### [Task]
Lines that contain the string "profiled" are the ones to list; copy all of them from the records.

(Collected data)
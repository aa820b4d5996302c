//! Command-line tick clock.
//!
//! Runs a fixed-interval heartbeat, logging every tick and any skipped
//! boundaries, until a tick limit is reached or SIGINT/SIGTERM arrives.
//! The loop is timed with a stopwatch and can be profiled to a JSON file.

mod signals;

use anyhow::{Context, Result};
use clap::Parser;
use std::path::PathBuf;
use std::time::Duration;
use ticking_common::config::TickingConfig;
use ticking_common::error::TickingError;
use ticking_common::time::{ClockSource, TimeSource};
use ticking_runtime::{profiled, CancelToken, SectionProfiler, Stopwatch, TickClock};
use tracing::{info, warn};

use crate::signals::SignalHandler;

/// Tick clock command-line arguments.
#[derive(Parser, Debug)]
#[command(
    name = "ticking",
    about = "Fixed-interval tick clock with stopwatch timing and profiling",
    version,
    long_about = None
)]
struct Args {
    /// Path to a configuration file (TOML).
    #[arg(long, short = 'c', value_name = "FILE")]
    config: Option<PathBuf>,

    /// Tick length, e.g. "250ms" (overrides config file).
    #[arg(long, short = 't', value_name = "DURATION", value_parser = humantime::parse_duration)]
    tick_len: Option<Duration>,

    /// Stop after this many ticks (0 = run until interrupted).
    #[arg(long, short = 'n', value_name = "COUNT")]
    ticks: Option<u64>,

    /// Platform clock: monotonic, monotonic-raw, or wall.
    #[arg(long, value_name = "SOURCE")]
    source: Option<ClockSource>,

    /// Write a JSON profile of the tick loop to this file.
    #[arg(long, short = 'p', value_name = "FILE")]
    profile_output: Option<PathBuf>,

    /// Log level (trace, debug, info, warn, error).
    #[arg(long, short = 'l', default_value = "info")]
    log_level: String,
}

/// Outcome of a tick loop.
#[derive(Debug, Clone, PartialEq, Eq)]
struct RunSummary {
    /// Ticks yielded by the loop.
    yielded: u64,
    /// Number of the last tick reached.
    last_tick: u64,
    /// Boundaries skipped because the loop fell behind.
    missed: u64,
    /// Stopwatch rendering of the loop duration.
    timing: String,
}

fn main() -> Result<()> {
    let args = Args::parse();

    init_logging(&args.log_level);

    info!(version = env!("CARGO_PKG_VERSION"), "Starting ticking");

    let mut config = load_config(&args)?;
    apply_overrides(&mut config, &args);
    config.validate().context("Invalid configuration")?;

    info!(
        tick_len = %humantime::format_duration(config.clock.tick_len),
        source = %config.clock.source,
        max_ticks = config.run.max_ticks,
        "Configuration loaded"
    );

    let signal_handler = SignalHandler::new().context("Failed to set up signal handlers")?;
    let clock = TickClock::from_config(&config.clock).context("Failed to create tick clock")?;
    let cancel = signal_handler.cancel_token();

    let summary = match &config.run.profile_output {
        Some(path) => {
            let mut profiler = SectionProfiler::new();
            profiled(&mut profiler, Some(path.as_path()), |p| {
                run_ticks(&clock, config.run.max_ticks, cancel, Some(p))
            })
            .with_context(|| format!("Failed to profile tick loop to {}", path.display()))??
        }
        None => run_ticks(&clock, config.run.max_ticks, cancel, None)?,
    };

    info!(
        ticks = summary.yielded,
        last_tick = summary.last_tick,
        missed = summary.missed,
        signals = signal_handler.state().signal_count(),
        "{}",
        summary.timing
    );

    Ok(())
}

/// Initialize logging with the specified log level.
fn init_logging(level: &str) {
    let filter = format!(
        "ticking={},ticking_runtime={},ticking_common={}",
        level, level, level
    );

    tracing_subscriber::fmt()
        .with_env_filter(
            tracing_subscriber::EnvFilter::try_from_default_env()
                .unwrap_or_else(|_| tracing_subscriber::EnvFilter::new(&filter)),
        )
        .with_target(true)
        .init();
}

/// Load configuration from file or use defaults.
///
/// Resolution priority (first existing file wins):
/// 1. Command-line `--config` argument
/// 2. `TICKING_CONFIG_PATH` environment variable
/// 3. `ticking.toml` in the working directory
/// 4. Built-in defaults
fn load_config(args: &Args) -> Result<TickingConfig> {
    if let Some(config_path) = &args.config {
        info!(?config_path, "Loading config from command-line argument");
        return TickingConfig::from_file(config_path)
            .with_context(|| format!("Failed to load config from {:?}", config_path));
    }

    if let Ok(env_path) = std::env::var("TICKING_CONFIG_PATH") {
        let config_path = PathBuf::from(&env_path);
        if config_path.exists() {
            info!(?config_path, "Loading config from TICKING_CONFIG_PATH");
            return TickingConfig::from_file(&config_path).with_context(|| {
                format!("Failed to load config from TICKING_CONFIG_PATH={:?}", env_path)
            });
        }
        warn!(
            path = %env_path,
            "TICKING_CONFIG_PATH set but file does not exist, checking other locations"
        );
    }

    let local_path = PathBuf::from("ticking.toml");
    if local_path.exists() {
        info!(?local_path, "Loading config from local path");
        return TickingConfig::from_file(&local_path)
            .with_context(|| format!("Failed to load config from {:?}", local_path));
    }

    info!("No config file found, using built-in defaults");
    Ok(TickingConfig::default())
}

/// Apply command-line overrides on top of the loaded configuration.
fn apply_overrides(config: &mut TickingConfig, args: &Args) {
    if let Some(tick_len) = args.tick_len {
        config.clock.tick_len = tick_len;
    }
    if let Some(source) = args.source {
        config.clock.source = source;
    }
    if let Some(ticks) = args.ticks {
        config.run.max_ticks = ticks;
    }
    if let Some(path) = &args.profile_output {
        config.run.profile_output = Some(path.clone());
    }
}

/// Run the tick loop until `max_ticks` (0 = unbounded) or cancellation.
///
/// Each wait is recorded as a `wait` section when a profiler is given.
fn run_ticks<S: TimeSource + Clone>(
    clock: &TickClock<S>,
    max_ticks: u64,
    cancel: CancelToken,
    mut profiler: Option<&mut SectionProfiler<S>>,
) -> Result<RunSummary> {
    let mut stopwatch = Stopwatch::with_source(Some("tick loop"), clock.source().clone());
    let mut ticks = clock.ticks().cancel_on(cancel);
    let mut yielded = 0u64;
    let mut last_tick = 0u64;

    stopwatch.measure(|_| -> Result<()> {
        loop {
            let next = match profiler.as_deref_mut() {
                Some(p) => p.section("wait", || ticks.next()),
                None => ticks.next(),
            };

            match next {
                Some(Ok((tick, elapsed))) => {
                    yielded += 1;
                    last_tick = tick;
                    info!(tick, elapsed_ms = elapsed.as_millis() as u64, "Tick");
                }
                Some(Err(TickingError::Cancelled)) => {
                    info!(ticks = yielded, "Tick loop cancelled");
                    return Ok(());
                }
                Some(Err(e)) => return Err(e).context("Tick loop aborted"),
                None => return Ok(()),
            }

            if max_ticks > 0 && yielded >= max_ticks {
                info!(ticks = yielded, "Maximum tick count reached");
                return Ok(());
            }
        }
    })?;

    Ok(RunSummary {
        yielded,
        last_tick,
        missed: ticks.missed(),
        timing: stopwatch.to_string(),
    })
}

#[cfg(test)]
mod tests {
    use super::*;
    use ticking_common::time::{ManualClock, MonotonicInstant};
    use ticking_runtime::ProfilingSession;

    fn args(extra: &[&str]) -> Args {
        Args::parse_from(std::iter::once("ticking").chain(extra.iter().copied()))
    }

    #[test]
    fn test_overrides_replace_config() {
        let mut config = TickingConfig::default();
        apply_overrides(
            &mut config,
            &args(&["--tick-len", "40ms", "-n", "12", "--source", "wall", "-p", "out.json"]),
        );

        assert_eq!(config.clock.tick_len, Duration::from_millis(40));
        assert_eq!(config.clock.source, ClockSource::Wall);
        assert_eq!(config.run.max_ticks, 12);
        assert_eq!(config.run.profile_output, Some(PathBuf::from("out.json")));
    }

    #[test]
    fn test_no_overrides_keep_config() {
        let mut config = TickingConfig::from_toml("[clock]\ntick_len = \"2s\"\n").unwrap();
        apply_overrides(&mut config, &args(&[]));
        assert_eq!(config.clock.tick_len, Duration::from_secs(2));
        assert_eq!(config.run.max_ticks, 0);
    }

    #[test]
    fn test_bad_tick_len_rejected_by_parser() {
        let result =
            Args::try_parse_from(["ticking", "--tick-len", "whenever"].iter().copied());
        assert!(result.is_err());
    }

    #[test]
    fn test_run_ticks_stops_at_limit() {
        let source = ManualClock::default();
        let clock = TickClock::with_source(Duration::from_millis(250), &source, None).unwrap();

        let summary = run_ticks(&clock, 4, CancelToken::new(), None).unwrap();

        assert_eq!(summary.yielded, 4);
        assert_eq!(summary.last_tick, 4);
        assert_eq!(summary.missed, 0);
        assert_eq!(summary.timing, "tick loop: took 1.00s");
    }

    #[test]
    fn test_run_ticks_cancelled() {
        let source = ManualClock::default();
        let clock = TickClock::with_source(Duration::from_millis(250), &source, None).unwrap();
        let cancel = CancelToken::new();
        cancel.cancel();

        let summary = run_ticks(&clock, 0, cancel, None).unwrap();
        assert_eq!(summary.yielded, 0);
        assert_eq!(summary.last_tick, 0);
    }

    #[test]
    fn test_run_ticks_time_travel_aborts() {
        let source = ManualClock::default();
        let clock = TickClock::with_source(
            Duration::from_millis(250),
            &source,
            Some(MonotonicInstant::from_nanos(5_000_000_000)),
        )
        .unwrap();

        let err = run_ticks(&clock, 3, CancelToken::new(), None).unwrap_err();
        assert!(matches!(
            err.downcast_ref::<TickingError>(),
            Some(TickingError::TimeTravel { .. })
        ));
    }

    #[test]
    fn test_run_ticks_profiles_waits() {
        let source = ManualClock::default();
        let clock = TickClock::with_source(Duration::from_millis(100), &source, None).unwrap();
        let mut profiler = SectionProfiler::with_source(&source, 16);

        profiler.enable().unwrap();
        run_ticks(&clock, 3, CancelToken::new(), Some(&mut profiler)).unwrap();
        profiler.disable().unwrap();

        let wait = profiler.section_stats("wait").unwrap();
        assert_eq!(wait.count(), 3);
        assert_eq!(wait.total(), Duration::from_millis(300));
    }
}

### [Solution to this problem]
//! The loop is timed with a stopwatch and can be profiled to a JSON file.
use ticking_runtime::{profiled, CancelToken, SectionProfiler, Stopwatch, TickClock};
            profiled(&mut profiler, Some(path.as_path()), |p| {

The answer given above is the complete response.